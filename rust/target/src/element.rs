// This Source Code Form is subject to the terms of the Mozilla Public
// License, v. 2.0. If a copy of the MPL was not distributed with this
// file, You can obtain one at https://mozilla.org/MPL/2.0/.

//! Isotopes and elements.
//!
//! Elements are registered under their name; [`TargetStores::element_by_name`]
//! is the single place where element deduplication happens.

use crate::error::{Error, Result};
use crate::keys::*;
use crate::stores::TargetStores;

/// A nuclide. `a` is the molar mass in internal units.
#[derive(Debug, Clone, PartialEq)]
pub struct IsotopeData {
    pub name: String,
    pub z: u32,
    pub n: u32,
    pub a: f64,
}

/// An element, either tabulated (natural composition) or built from
/// explicit isotopes.
#[derive(Debug, Clone, PartialEq)]
pub struct ElementData {
    pub name: String,
    pub symbol: String,
    pub z: f64,
    /// Molar mass in internal units.
    pub a: f64,
    /// Isotopes with their relative abundances, normalized once all
    /// declared isotopes have been added.
    pub isotopes: Vec<(IsotopeKey, f64)>,
    pub declared_isotopes: usize,
}

impl ElementData {
    /// `true` once every declared isotope has been added.
    pub fn is_sealed(&self) -> bool {
        self.isotopes.len() == self.declared_isotopes
    }
}

impl TargetStores {
    pub fn add_isotope(&mut self, name: impl Into<String>, z: u32, n: u32, a: f64) -> IsotopeKey {
        self.isotopes.insert(IsotopeData {
            name: name.into(),
            z,
            n,
            a,
        })
    }

    pub fn isotope(&self, key: IsotopeKey) -> Option<&IsotopeData> {
        self.isotopes.get(key)
    }

    /// Registers a tabulated element.
    pub fn add_element(&mut self, name: impl Into<String>, symbol: impl Into<String>, z: f64, a: f64) -> ElementKey {
        self.insert_element(ElementData {
            name: name.into(),
            symbol: symbol.into(),
            z,
            a,
            isotopes: Vec::new(),
            declared_isotopes: 0,
        })
    }

    /// Registers an element that will be filled with `isotope_count`
    /// isotopes through [`TargetStores::add_isotope_to_element`].
    pub fn add_isotopic_element(
        &mut self,
        name: impl Into<String>,
        symbol: impl Into<String>,
        isotope_count: usize,
    ) -> ElementKey {
        self.insert_element(ElementData {
            name: name.into(),
            symbol: symbol.into(),
            z: 0.0,
            a: 0.0,
            isotopes: Vec::with_capacity(isotope_count),
            declared_isotopes: isotope_count,
        })
    }

    fn insert_element(&mut self, element: ElementData) -> ElementKey {
        let name = element.name.clone();
        let key = self.elements.insert(element);
        // First registration wins, matching lookups by name.
        self.element_names.entry(name).or_insert(key);
        key
    }

    /// Adds an isotope with its relative abundance to an isotopic element.
    ///
    /// When the last declared isotope is added, abundances are normalized and
    /// the element's Z and molar mass are derived from its isotopes.
    pub fn add_isotope_to_element(&mut self, element: ElementKey, isotope: IsotopeKey, abundance: f64) -> Result<()> {
        let iso = self
            .isotopes
            .get(isotope)
            .ok_or(Error::IsotopeNotFound(isotope))?
            .clone();
        let data = self
            .elements
            .get_mut(element)
            .ok_or(Error::ElementNotFound(element))?;
        if data.isotopes.len() >= data.declared_isotopes {
            return Err(Error::TooManyIsotopes {
                name: data.name.clone(),
                declared: data.declared_isotopes,
            });
        }
        if data.isotopes.is_empty() {
            data.z = iso.z as f64;
        }
        data.isotopes.push((isotope, abundance));

        if data.is_sealed() {
            let total: f64 = data.isotopes.iter().map(|(_, w)| w).sum();
            if total > 0.0 {
                for (_, w) in &mut data.isotopes {
                    *w /= total;
                }
            }
            let isotopes = &self.isotopes;
            data.a = data
                .isotopes
                .iter()
                .filter_map(|(k, w)| isotopes.get(*k).map(|i| i.a * w))
                .sum();
        }
        Ok(())
    }

    pub fn element(&self, key: ElementKey) -> Option<&ElementData> {
        self.elements.get(key)
    }

    /// Looks up a registered element by name.
    pub fn element_by_name(&self, name: &str) -> Option<ElementKey> {
        self.element_names.get(name).copied()
    }
}

#[cfg(test)]
mod tests {
    use super::*;
    use crate::units::G_PER_MOLE;
    use approx::assert_relative_eq;

    #[test]
    fn elements_are_found_by_name() {
        let mut stores = TargetStores::new();
        let fe = stores.add_element("Iron", "Fe", 26.0, 55.845 * G_PER_MOLE);
        assert_eq!(stores.element_by_name("Iron"), Some(fe));
        assert!(stores.element_by_name("Fe").is_none());

        // A later element with the same name does not shadow the first.
        stores.add_element("Iron", "Fe", 26.0, 56.0 * G_PER_MOLE);
        assert_eq!(stores.element_by_name("Iron"), Some(fe));
    }

    #[test]
    fn isotopic_element_is_normalized_when_sealed() {
        let mut stores = TargetStores::new();
        let u235 = stores.add_isotope("U235", 92, 235, 235.01 * G_PER_MOLE);
        let u238 = stores.add_isotope("U238", 92, 238, 238.03 * G_PER_MOLE);
        let el = stores.add_isotopic_element("Enriched Uranium", "U", 2);

        stores.add_isotope_to_element(el, u235, 90.0).unwrap();
        assert!(!stores.element(el).unwrap().is_sealed());
        stores.add_isotope_to_element(el, u238, 10.0).unwrap();

        let data = stores.element(el).unwrap();
        assert!(data.is_sealed());
        assert_relative_eq!(data.z, 92.0);
        assert_relative_eq!(data.isotopes[0].1, 0.9);
        assert_relative_eq!(data.a, (0.9 * 235.01 + 0.1 * 238.03) * G_PER_MOLE, max_relative = 1e-12);

        let err = stores.add_isotope_to_element(el, u238, 1.0).unwrap_err();
        assert!(matches!(err, Error::TooManyIsotopes { declared: 2, .. }));
    }
}
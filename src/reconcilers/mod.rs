// Copyright (c) 2025 Erick Bourgeois, firestoned
// SPDX-License-Identifier: MIT

//! Reconciliation logic for `ArgoCD` instances.
//!
//! # Reconciliation Architecture
//!
//! The operator follows the standard Kubernetes controller pattern:
//!
//! 1. **Watch** - `ArgoCD` instances and the objects they own
//! 2. **Reconcile** - Drive every dependent object toward its desired state
//! 3. **Status** - Report component and instance phases back to the instance
//!
//! # Modules
//!
//! - [`argocd`] - One full pass over an instance, stage by stage
//! - [`converge`] - Create/update/delete of a single dependent object
//! - [`certificates`] - Internal CA and leaf certificates
//! - [`rollout`] - Forced restarts after a secret or certificate change
//! - [`sso`] - Keycloak broker and realm bootstrap
//! - [`finalizers`] - Cleanup of cluster-scoped dependents on deletion
//! - [`status`] - Component and instance phases
//!
//! # Example
//!
//! ```rust,ignore
//! use argocd_operator::cluster::KubeClusterApi;
//! use argocd_operator::reconcilers::{reconcile_argocd, ReconcileSettings};
//! use argocd_operator::reconcilers::sso::keycloak::KeycloakAdminClient;
//!
//! async fn reconcile(api: &KubeClusterApi, settings: &ReconcileSettings, instance: &ArgoCD) -> anyhow::Result<()> {
//!     let report = reconcile_argocd(api, &KeycloakAdminClient::new(), settings, instance).await?;
//!     println!("requeue in {:?}", report.requeue_after());
//!     Ok(())
//! }
//! ```

use rand::distributions::Alphanumeric;
use rand::Rng;

pub mod argocd;
pub mod certificates;
pub mod converge;
pub mod finalizers;
pub mod rollout;
pub mod sso;
pub mod status;

pub use argocd::{reconcile_argocd, PassReport, ReconcileSettings};

/// Random alphanumeric string for generated passwords, keys and client secrets.
#[must_use]
pub fn generate_secret(len: usize) -> String {
    rand::thread_rng()
        .sample_iter(&Alphanumeric)
        .take(len)
        .map(char::from)
        .collect()
}

#[cfg(test)]
mod mod_tests;
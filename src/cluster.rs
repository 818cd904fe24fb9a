// Copyright (c) 2025 Erick Bourgeois, firestoned
// SPDX-License-Identifier: MIT

//! Cluster API access for reconcilers.
//!
//! Reconcilers never hold a [`kube::Client`] directly. They talk to the cluster
//! through [`ClusterApi`], which offers typed get/create/replace/delete/list/patch
//! over every object kind the operator manages, regardless of scope. This keeps
//! the convergence logic free of scope-specific `Api` construction and lets unit
//! tests run against an in-memory cluster.
//!
//! # Object kinds
//!
//! Every kind implements [`ClusterObject`], which records whether it is
//! cluster-scoped and how to build a `kube::Api` for it.
//!
//! # Example
//!
//! ```rust,no_run
//! use argocd_operator::cluster::{ClusterApi, KubeClusterApi};
//! use k8s_openapi::api::core::v1::ConfigMap;
//! use kube::Client;
//! use anyhow::Result;
//!
//! async fn example(client: Client) -> Result<()> {
//!     let api = KubeClusterApi::new(client);
//!     if let Some(cm) = api.get::<ConfigMap>("argocd", "argocd-cm").await? {
//!         println!("found {:?}", cm.data);
//!     }
//!     Ok(())
//! }
//! ```

pub mod capabilities;
#[cfg(test)]
pub mod fake;

use anyhow::{Context as _, Result};
use async_trait::async_trait;
use k8s_openapi::api::apps::v1::{Deployment, StatefulSet};
use k8s_openapi::api::autoscaling::v2::HorizontalPodAutoscaler;
use k8s_openapi::api::core::v1::{ConfigMap, Secret, Service, ServiceAccount};
use k8s_openapi::api::networking::v1::Ingress;
use k8s_openapi::api::rbac::v1::{ClusterRole, ClusterRoleBinding, Role, RoleBinding};
use kube::api::{DeleteParams, ListParams, Patch, PatchParams, PostParams};
use kube::{Api, Client, Resource, ResourceExt};
use serde::de::DeserializeOwned;
use serde::Serialize;
use std::fmt::Debug;
use tracing::debug;

use crate::constants::FIELD_MANAGER;
use crate::crd::{ArgoCD, DeploymentConfig, OAuthClient, Route, TemplateInstance};

pub use capabilities::PlatformCapabilities;

/// An object kind the operator reads or writes.
pub trait ClusterObject:
    Resource<DynamicType = ()> + Clone + Debug + Serialize + DeserializeOwned + Send + Sync + 'static
{
    /// True for kinds without a namespace (roles, OAuth clients).
    const CLUSTER_SCOPED: bool;

    /// Builds a typed API handle. `namespace` is ignored for cluster-scoped kinds.
    fn api(client: Client, namespace: &str) -> Api<Self>;
}

macro_rules! namespaced_objects {
    ($($kind:ty),* $(,)?) => {
        $(
            impl ClusterObject for $kind {
                const CLUSTER_SCOPED: bool = false;

                fn api(client: Client, namespace: &str) -> Api<Self> {
                    Api::namespaced(client, namespace)
                }
            }
        )*
    };
}

macro_rules! cluster_scoped_objects {
    ($($kind:ty),* $(,)?) => {
        $(
            impl ClusterObject for $kind {
                const CLUSTER_SCOPED: bool = true;

                fn api(client: Client, _namespace: &str) -> Api<Self> {
                    Api::all(client)
                }
            }
        )*
    };
}

namespaced_objects!(
    ArgoCD,
    Deployment,
    StatefulSet,
    Service,
    ServiceAccount,
    ConfigMap,
    Secret,
    Role,
    RoleBinding,
    HorizontalPodAutoscaler,
    Ingress,
    Route,
    TemplateInstance,
    DeploymentConfig,
);

cluster_scoped_objects!(ClusterRole, ClusterRoleBinding, OAuthClient);

/// Typed cluster operations used by every reconciler.
///
/// `get` distinguishes "absent" (`Ok(None)`) from every other failure,
/// `delete` treats an already-absent object as success, and `list` of a kind
/// the API server does not serve is empty. All other errors are returned to
/// the caller unchanged apart from added context.
#[async_trait]
pub trait ClusterApi: Send + Sync {
    /// Fetches an object, returning `Ok(None)` when it does not exist.
    async fn get<K: ClusterObject>(&self, namespace: &str, name: &str) -> Result<Option<K>>;

    /// Creates an object.
    async fn create<K: ClusterObject>(&self, namespace: &str, object: &K) -> Result<K>;

    /// Replaces an existing object with `object`.
    async fn replace<K: ClusterObject>(&self, namespace: &str, object: &K) -> Result<K>;

    /// Deletes an object. Deleting an absent object succeeds.
    async fn delete<K: ClusterObject>(&self, namespace: &str, name: &str) -> Result<()>;

    /// Lists objects matching an equality label selector (`k=v,k2=v2`).
    async fn list<K: ClusterObject>(&self, namespace: &str, label_selector: &str)
        -> Result<Vec<K>>;

    /// Applies a JSON merge patch to an object.
    async fn patch_merge<K: ClusterObject>(
        &self,
        namespace: &str,
        name: &str,
        patch: &serde_json::Value,
    ) -> Result<K>;

    /// Applies a JSON merge patch to the status subresource.
    async fn patch_status<K: ClusterObject>(
        &self,
        namespace: &str,
        name: &str,
        patch: &serde_json::Value,
    ) -> Result<K>;
}

/// [`ClusterApi`] backed by a live API server.
#[derive(Clone)]
pub struct KubeClusterApi {
    client: Client,
}

impl KubeClusterApi {
    #[must_use]
    pub fn new(client: Client) -> Self {
        Self { client }
    }

    /// Underlying client, for watches and discovery.
    #[must_use]
    pub fn client(&self) -> &Client {
        &self.client
    }
}

/// Human-readable location of an object for error context.
fn describe<K: ClusterObject>(namespace: &str, name: &str) -> String {
    if K::CLUSTER_SCOPED {
        format!("{} {}", K::kind(&()), name)
    } else {
        format!("{} {}/{}", K::kind(&()), namespace, name)
    }
}

#[async_trait]
impl ClusterApi for KubeClusterApi {
    async fn get<K: ClusterObject>(&self, namespace: &str, name: &str) -> Result<Option<K>> {
        let api = K::api(self.client.clone(), namespace);
        match api.get(name).await {
            Ok(object) => Ok(Some(object)),
            Err(kube::Error::Api(ae)) if ae.code == 404 => Ok(None),
            Err(e) => {
                Err(e).with_context(|| format!("failed to get {}", describe::<K>(namespace, name)))
            }
        }
    }

    async fn create<K: ClusterObject>(&self, namespace: &str, object: &K) -> Result<K> {
        let api = K::api(self.client.clone(), namespace);
        api.create(&PostParams::default(), object)
            .await
            .with_context(|| {
                format!(
                    "failed to create {}",
                    describe::<K>(namespace, &object.name_any())
                )
            })
    }

    async fn replace<K: ClusterObject>(&self, namespace: &str, object: &K) -> Result<K> {
        let name = object.name_any();
        let api = K::api(self.client.clone(), namespace);
        api.replace(&name, &PostParams::default(), object)
            .await
            .with_context(|| format!("failed to update {}", describe::<K>(namespace, &name)))
    }

    async fn delete<K: ClusterObject>(&self, namespace: &str, name: &str) -> Result<()> {
        let api = K::api(self.client.clone(), namespace);
        match api.delete(name, &DeleteParams::default()).await {
            Ok(_) => Ok(()),
            Err(kube::Error::Api(ae)) if ae.code == 404 => {
                debug!(
                    namespace = %namespace,
                    name = %name,
                    kind = %K::kind(&()),
                    "Object already deleted"
                );
                Ok(())
            }
            Err(e) => {
                Err(e).with_context(|| format!("failed to delete {}", describe::<K>(namespace, name)))
            }
        }
    }

    async fn list<K: ClusterObject>(
        &self,
        namespace: &str,
        label_selector: &str,
    ) -> Result<Vec<K>> {
        let api = K::api(self.client.clone(), namespace);
        match api.list(&ListParams::default().labels(label_selector)).await {
            Ok(list) => Ok(list.items),
            // API group not served (e.g. OpenShift kinds on vanilla Kubernetes)
            Err(kube::Error::Api(ae)) if ae.code == 404 => {
                debug!(kind = %K::kind(&()), "Kind not served, nothing to list");
                Ok(Vec::new())
            }
            Err(e) => Err(e)
                .with_context(|| format!("failed to list {} with {label_selector}", K::kind(&()))),
        }
    }

    async fn patch_merge<K: ClusterObject>(
        &self,
        namespace: &str,
        name: &str,
        patch: &serde_json::Value,
    ) -> Result<K> {
        let api = K::api(self.client.clone(), namespace);
        let params = PatchParams {
            field_manager: Some(FIELD_MANAGER.to_string()),
            ..Default::default()
        };
        api.patch(name, &params, &Patch::Merge(patch))
            .await
            .with_context(|| format!("failed to patch {}", describe::<K>(namespace, name)))
    }

    async fn patch_status<K: ClusterObject>(
        &self,
        namespace: &str,
        name: &str,
        patch: &serde_json::Value,
    ) -> Result<K> {
        let api = K::api(self.client.clone(), namespace);
        api.patch_status(name, &PatchParams::default(), &Patch::Merge(patch))
            .await
            .with_context(|| {
                format!("failed to patch status of {}", describe::<K>(namespace, name))
            })
    }
}

#[cfg(test)]
#[path = "cluster_tests.rs"]
mod cluster_tests;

ASSIGNMENT: Could you set down, word for word, only the lines above from the line with "238.03 * G_PER_MOLE);" to the line with "single dependent object", including both?

COMPLETED TASK:
        let u238 = stores.add_isotope("U238", 92, 238, 238.03 * G_PER_MOLE);
        let el = stores.add_isotopic_element("Enriched Uranium", "U", 2);

        stores.add_isotope_to_element(el, u235, 90.0).unwrap();
        assert!(!stores.element(el).unwrap().is_sealed());
        stores.add_isotope_to_element(el, u238, 10.0).unwrap();

        let data = stores.element(el).unwrap();
        assert!(data.is_sealed());
        assert_relative_eq!(data.z, 92.0);
        assert_relative_eq!(data.isotopes[0].1, 0.9);
        assert_relative_eq!(data.a, (0.9 * 235.01 + 0.1 * 238.03) * G_PER_MOLE, max_relative = 1e-12);

        let err = stores.add_isotope_to_element(el, u238, 1.0).unwrap_err();
        assert!(matches!(err, Error::TooManyIsotopes { declared: 2, .. }));
    }
}
filename src/reconcilers/mod.rs
// Copyright (c) 2025 Erick Bourgeois, firestoned
// SPDX-License-Identifier: MIT

//! Reconciliation logic for `ArgoCD` instances.
//!
//! # Reconciliation Architecture
//!
//! The operator follows the standard Kubernetes controller pattern:
//!
//! 1. **Watch** - `ArgoCD` instances and the objects they own
//! 2. **Reconcile** - Drive every dependent object toward its desired state
//! 3. **Status** - Report component and instance phases back to the instance
//!
//! # Modules
//!
//! - [`argocd`] - One full pass over an instance, stage by stage
//! - [`converge`] - Create/update/delete of a single dependent object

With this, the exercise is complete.